What happens when Amanda sees the scale?

I have been doing my absolute best to stay away from the scale and from my weight.  Normally at physical therapy I don't have to see my weight.  However, while getting ready to use one of the machines one of the techs let me see my weight.  They had no idea.  I saw it. In that moment I went backwards.  In that moment, I panicked.  In that moment, I wanted to cry because it isn't the number I'm used to.  It's more than I'm used to seeing.  Am I overweight? No! But I hate the number I see.  That evening it was difficult to eat.  This weekend it's been difficult to eat. Why? Because I saw my weight and I don't want that number to be the same.  It even led me to find a way to look at the scale to see what it said.  It was a different number that at therapy.  It was lower.  My attitude/mood should not depend on my weight.  That's why I broke up with the scale.  That's why I told myself I wouldn't go back to it.  Instead, I saw my weight, still wasn't happy with it.  And was in a terrible mood afterwards.  It wasn't a "terrible" number.  It wasn't a number that makes me overweight, it wasn't a number that made me too big.  It's a number I dreamed about for years.  But it isn't enough.  I have fought not to skip meals the last few days.  I have fought to forget a number.  I have fought to regain the control I had over food.  Food or numbers shouldn't control me.  But I let them again.

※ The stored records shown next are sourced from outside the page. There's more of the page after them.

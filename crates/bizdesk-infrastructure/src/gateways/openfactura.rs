// ============================================================================
// BizDesk Infrastructure - OpenFactura Tax Document Source
// File: crates/bizdesk-infrastructure/src/gateways/openfactura.rs
// Description: Haulmer OpenFactura DTE listing and detail client
// ============================================================================

use async_trait::async_trait;
use chrono::NaiveDate;
use reqwest::Client;
use serde::{Deserialize, Serialize};
use serde_json::Value;
use tracing::debug;

use bizdesk_core::domain::Direction;
use bizdesk_core::error::DomainError;
use bizdesk_core::gateways::{
    RemoteDocument, RemoteDocumentItem, RemoteDocumentPage, RemoteDocumentSummary, TaxDocumentSource,
};
use bizdesk_shared::config::OpenFacturaSettings;

use super::{ensure_success, http_client, network_error};

const SERVICE: &str = "openfactura";

pub struct OpenFacturaSource {
    client: Client,
    base_url: String,
    api_key: String,
}

#[derive(Serialize)]
struct ListRequest {
    #[serde(rename = "Page")]
    page: String,
    #[serde(rename = "FchEmis")]
    issue_date: DateRange,
}

#[derive(Serialize)]
struct DateRange {
    gte: String,
    lte: String,
}

#[derive(Deserialize)]
struct ListResponse {
    #[serde(default = "first_page")]
    current_page: u32,
    #[serde(default = "first_page")]
    last_page: u32,
    #[serde(default)]
    data: Vec<Value>,
}

fn first_page() -> u32 {
    1
}

impl OpenFacturaSource {
    pub fn new(settings: &OpenFacturaSettings) -> Result<Self, DomainError> {
        Ok(Self {
            client: http_client("openfactura", settings.timeout_seconds)?,
            base_url: settings.base_url.trim_end_matches('/').to_string(),
            api_key: settings.api_key.clone(),
        })
    }

    fn ensure_configured(&self) -> Result<(), DomainError> {
        if self.api_key.is_empty() {
            return Err(DomainError::external(SERVICE, "API key not configured"));
        }
        Ok(())
    }
}

#[async_trait]
impl TaxDocumentSource for OpenFacturaSource {
    async fn list_documents(
        &self,
        direction: Direction,
        from: NaiveDate,
        to: NaiveDate,
        page: u32,
    ) -> Result<RemoteDocumentPage, DomainError> {
        self.ensure_configured()?;

        let request = ListRequest {
            page: page.to_string(),
            issue_date: DateRange {
                gte: from.format("%Y-%m-%d").to_string(),
                lte: to.format("%Y-%m-%d").to_string(),
            },
        };

        let response = self
            .client
            .post(format!("{}/v2/dte/document/{}", self.base_url, direction.as_str()))
            .header("apikey", &self.api_key)
            .json(&request)
            .send()
            .await
            .map_err(|e| network_error(SERVICE, e))?;
        let response = ensure_success(SERVICE, response).await?;

        let body: ListResponse = response
            .json()
            .await
            .map_err(|e| DomainError::external(SERVICE, format!("unreadable list: {}", e)))?;

        let documents: Vec<RemoteDocumentSummary> = body.data.iter().filter_map(summary_of).collect();
        debug!(
            direction = direction.as_str(),
            page = body.current_page,
            last_page = body.last_page,
            documents = documents.len(),
            "OpenFactura page listed"
        );

        Ok(RemoteDocumentPage {
            current_page: body.current_page,
            last_page: body.last_page,
            documents,
        })
    }

    async fn fetch_document(
        &self,
        direction: Direction,
        summary: &RemoteDocumentSummary,
    ) -> Result<RemoteDocument, DomainError> {
        self.ensure_configured()?;

        let url = format!(
            "{}/v2/dte/document/{}/{}/{}/json",
            self.base_url,
            summary.emitter_rut.replace('.', ""),
            summary.document_type,
            summary.folio
        );

        let response = self
            .client
            .get(&url)
            .header("apikey", &self.api_key)
            .send()
            .await
            .map_err(|e| network_error(SERVICE, e))?;
        let response = ensure_success(SERVICE, response).await?;

        let body: Value = response
            .json()
            .await
            .map_err(|e| DomainError::external(SERVICE, format!("unreadable document: {}", e)))?;

        debug!(direction = direction.as_str(), folio = summary.folio, "OpenFactura document fetched");
        map_document(summary, body)
    }
}

fn as_i64(value: Option<&Value>) -> Option<i64> {
    match value? {
        Value::Number(n) => n.as_i64().or_else(|| n.as_f64().map(|f| f.round() as i64)),
        Value::String(s) => s.trim().parse::<f64>().ok().map(|f| f.round() as i64),
        _ => None,
    }
}

fn as_f64(value: Option<&Value>) -> Option<f64> {
    match value? {
        Value::Number(n) => n.as_f64(),
        Value::String(s) => s.trim().parse().ok(),
        _ => None,
    }
}

fn as_string(value: Option<&Value>) -> Option<String> {
    match value? {
        Value::String(s) if !s.trim().is_empty() => Some(s.trim().to_string()),
        Value::Number(n) => Some(n.to_string()),
        _ => None,
    }
}

fn summary_of(row: &Value) -> Option<RemoteDocumentSummary> {
    Some(RemoteDocumentSummary {
        document_type: i32::try_from(as_i64(row.get("TipoDTE"))?).ok()?,
        folio: as_i64(row.get("Folio"))?,
        emitter_rut: as_string(row.get("RUTEmisor"))?,
    })
}

/// Maps the DTE JSON (`Encabezado` + `Detalle`) into a remote document.
fn map_document(summary: &RemoteDocumentSummary, body: Value) -> Result<RemoteDocument, DomainError> {
    let root = body.get("json").unwrap_or(&body);
    let header = root
        .get("Encabezado")
        .ok_or_else(|| DomainError::external(SERVICE, "document has no Encabezado"))?;
    let id_doc = header.get("IdDoc");
    let emitter = header.get("Emisor");
    let receiver = header.get("Receptor");
    let totals = header.get("Totales");

    let issue_date = as_string(id_doc.and_then(|d| d.get("FchEmis")))
        .and_then(|s| NaiveDate::parse_from_str(&s, "%Y-%m-%d").ok())
        .ok_or_else(|| DomainError::external(SERVICE, "document has no valid FchEmis"))?;

    let lines: Vec<&Value> = match root.get("Detalle") {
        Some(Value::Array(items)) => items.iter().collect(),
        Some(item @ Value::Object(_)) => vec![item],
        _ => Vec::new(),
    };

    let items = lines
        .into_iter()
        .enumerate()
        .map(|(i, line)| RemoteDocumentItem {
            line_number: as_i64(line.get("NroLinDet"))
                .and_then(|n| i32::try_from(n).ok())
                .unwrap_or(i as i32 + 1),
            name: as_string(line.get("NmbItem")).unwrap_or_default(),
            description: as_string(line.get("DscItem")),
            quantity: as_f64(line.get("QtyItem")).unwrap_or(1.0),
            unit_price: as_f64(line.get("PrcItem")).unwrap_or(0.0),
            amount: as_i64(line.get("MontoItem")).unwrap_or(0),
        })
        .collect();

    let total = |key: &str| as_i64(totals.and_then(|t| t.get(key))).unwrap_or(0);

    Ok(RemoteDocument {
        document_type: as_i64(id_doc.and_then(|d| d.get("TipoDTE")))
            .and_then(|n| i32::try_from(n).ok())
            .unwrap_or(summary.document_type),
        folio: as_i64(id_doc.and_then(|d| d.get("Folio"))).unwrap_or(summary.folio),
        emitter_rut: as_string(emitter.and_then(|e| e.get("RUTEmisor")))
            .unwrap_or_else(|| summary.emitter_rut.clone()),
        emitter_name: as_string(emitter.and_then(|e| e.get("RznSoc").or_else(|| e.get("RznSocEmisor"))))
            .unwrap_or_default(),
        receiver_rut: as_string(receiver.and_then(|r| r.get("RUTRecep"))),
        issue_date,
        net_amount: total("MntNeto"),
        exempt_amount: total("MntExe"),
        tax_amount: total("IVA"),
        total_amount: total("MntTotal"),
        items,
        raw: body,
    })
}
#[cfg(test)]
mod tests {
    use super::*;
    use crate::domain::{Role, Staff};
    use crate::repositories::{
        MockNotificationRepository, MockNotificationRuleRepository, MockNotificationTemplateRepository,
        MockStaffRepository,
    };
    use serde_json::json;

    struct Mocks {
        templates: MockNotificationTemplateRepository,
        rules: MockNotificationRuleRepository,
        notifications: MockNotificationRepository,
        staff: MockStaffRepository,
    }

    impl Mocks {
        fn new() -> Self {
            Self {
                templates: MockNotificationTemplateRepository::new(),
                rules: MockNotificationRuleRepository::new(),
                notifications: MockNotificationRepository::new(),
                staff: MockStaffRepository::new(),
            }
        }

        fn build(self) -> (NotificationService, tokio::sync::mpsc::UnboundedReceiver<Notification>) {
            let (handle, rx) = DispatchHandle::channel();
            let svc = NotificationService::new(
                Arc::new(self.templates),
                Arc::new(self.rules),
                Arc::new(self.notifications),
                Arc::new(self.staff),
                handle,
            );
            (svc, rx)
        }
    }

    fn admin(tenant: Uuid) -> TenantContext {
        TenantContext::staff(tenant, Uuid::new_v4(), "admin")
    }

    #[tokio::test]
    async fn test_template_syntax_checked() {
        let mut m = Mocks::new();
        m.templates.expect_list().returning(|_| Ok(vec![]));
        let (svc, _rx) = m.build();
        let input = TemplateInput {
            name: Some("PTO".into()),
            subject: Some("Solicitud de {{staff_name".into()),
            body: Some("x".into()),
            channel: None,
        };
        let err = svc.create_template(&admin(Uuid::new_v4()), input).await.unwrap_err();
        assert!(matches!(err, DomainError::Validation(_)));
    }

    #[tokio::test]
    async fn test_template_name_unique() {
        let tenant = Uuid::new_v4();
        let existing = NotificationTemplate::new(tenant, "PTO".into(), "s".into(), "b".into(), Channel::InApp);
        let mut m = Mocks::new();
        m.templates.expect_list().returning(move |_| Ok(vec![existing.clone()]));
        let (svc, _rx) = m.build();
        let input = TemplateInput {
            name: Some("pto".into()),
            subject: Some("s".into()),
            body: Some("b".into()),
            channel: None,
        };
        let err = svc.create_template(&admin(tenant), input).await.unwrap_err();
        assert!(matches!(err, DomainError::Conflict(_)));
    }

    #[tokio::test]
    async fn test_rule_rejects_unknown_event_and_bad_delay() {
        let tenant = Uuid::new_v4();
        let template = NotificationTemplate::new(tenant, "PTO".into(), "s".into(), "b".into(), Channel::InApp);
        let template_id = template.id;
        let mut m = Mocks::new();
        m.templates.expect_find_by_id().returning(move |_, _| Ok(Some(template.clone())));
        let (svc, _rx) = m.build();

        let unknown = RuleInput {
            event_type: Some("invoice.paid".into()),
            template_id: Some(template_id),
            recipient: Some("subject".into()),
            ..Default::default()
        };
        assert!(svc.create_rule(&admin(tenant), unknown).await.is_err());

        let too_late = RuleInput {
            event_type: Some("pto.requested".into()),
            template_id: Some(template_id),
            recipient: Some("role:manager".into()),
            delay_minutes: Some(20_000),
            ..Default::default()
        };
        assert!(matches!(
            svc.create_rule(&admin(tenant), too_late).await,
            Err(DomainError::Validation(_))
        ));
    }

    #[tokio::test]
    async fn test_trigger_renders_and_enqueues_per_recipient() {
        let tenant = Uuid::new_v4();
        let template = NotificationTemplate::new(
            tenant,
            "PTO pedido".into(),
            "Solicitud de {{staff_name}}".into(),
            "{{staff_name}} pidió {{days}} día(s) desde {{start_date}}".into(),
            Channel::InApp,
        );
        let rule = NotificationRule::new(
            tenant,
            "pto.requested".into(),
            template.id,
            &Recipient::Role("manager".into()),
            15,
        );
        let role = Role::new(tenant, "manager".into(), None, vec![]).unwrap();
        let managers = vec![
            Staff::new(tenant, "m1@pansur.cl".into(), "M1".into(), &role),
            Staff::new(tenant, "m2@pansur.cl".into(), "M2".into(), &role),
        ];

        let mut m = Mocks::new();
        m.rules.expect_find_active_by_event().returning(move |_, _| Ok(vec![rule.clone()]));
        m.templates.expect_find_by_id().returning(move |_, _| Ok(Some(template.clone())));
        m.staff
            .expect_find_active_by_role()
            .withf(|_, role| role == "manager")
            .returning(move |_, _| Ok(managers.clone()));
        m.notifications
            .expect_create()
            .times(2)
            .returning(|n| Ok(n.clone()));
        let (svc, mut rx) = m.build();

        let event = DomainEvent::new(
            tenant,
            "pto.requested",
            Some(Uuid::new_v4()),
            json!({"staff_name": "Luis", "days": 3, "start_date": "2024-03-04"}),
        );
        assert_eq!(svc.trigger(&event).await.unwrap(), 2);

        let first = rx.recv().await.unwrap();
        assert_eq!(first.subject, "Solicitud de Luis");
        assert_eq!(first.body, "Luis pidió 3 día(s) desde 2024-03-04");
        assert_eq!((first.scheduled_at - first.created_at).num_minutes(), 15);
        assert!(rx.recv().await.is_some());
    }

    #[tokio::test]
    async fn test_subject_recipient_without_subject_creates_nothing() {
        let tenant = Uuid::new_v4();
        let template = NotificationTemplate::new(tenant, "Pago".into(), "s".into(), "b".into(), Channel::InApp);
        let rule = NotificationRule::new(tenant, "payroll.paid".into(), template.id, &Recipient::Subject, 0);

        let mut m = Mocks::new();
        m.rules.expect_find_active_by_event().returning(move |_, _| Ok(vec![rule.clone()]));
        m.templates.expect_find_by_id().returning(move |_, _| Ok(Some(template.clone())));
        m.notifications.expect_create().never();
        let (svc, _rx) = m.build();

        let event = DomainEvent::new(tenant, "payroll.paid", None, json!({}));
        assert_eq!(svc.trigger(&event).await.unwrap(), 0);
    }

    #[tokio::test]
    async fn test_mark_read_of_foreign_notification_is_not_found() {
        let mut m = Mocks::new();
        m.notifications.expect_mark_read().returning(|_, _, _| Ok(false));
        let (svc, _rx) = m.build();
        let ctx = TenantContext::staff(Uuid::new_v4(), Uuid::new_v4(), "employee");
        let err = svc.mark_read(&ctx, &Uuid::new_v4()).await.unwrap_err();
        assert!(matches!(err, DomainError::NotFound { .. }));
    }
}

Recovery isn't perfect, it's progress.  I skipped a meal in 3 days.  Not perfect, but not like before when I would have skipped several.  It's being mad at myself when I think I've eaten too much.  I still have a long way to go, but at least I can see the problems.  At least I am making some progress.

I can't see the scale, I can't see a number.  Instead, I must continue to focus on the progress. On eating and not being obsessed with food. Instead, I have to eat healthy. I have to eat. I have take care of me. I have to eat and not feel guilty.  I have to NOT focus on numbers. It's about being healthy, physically and mentally!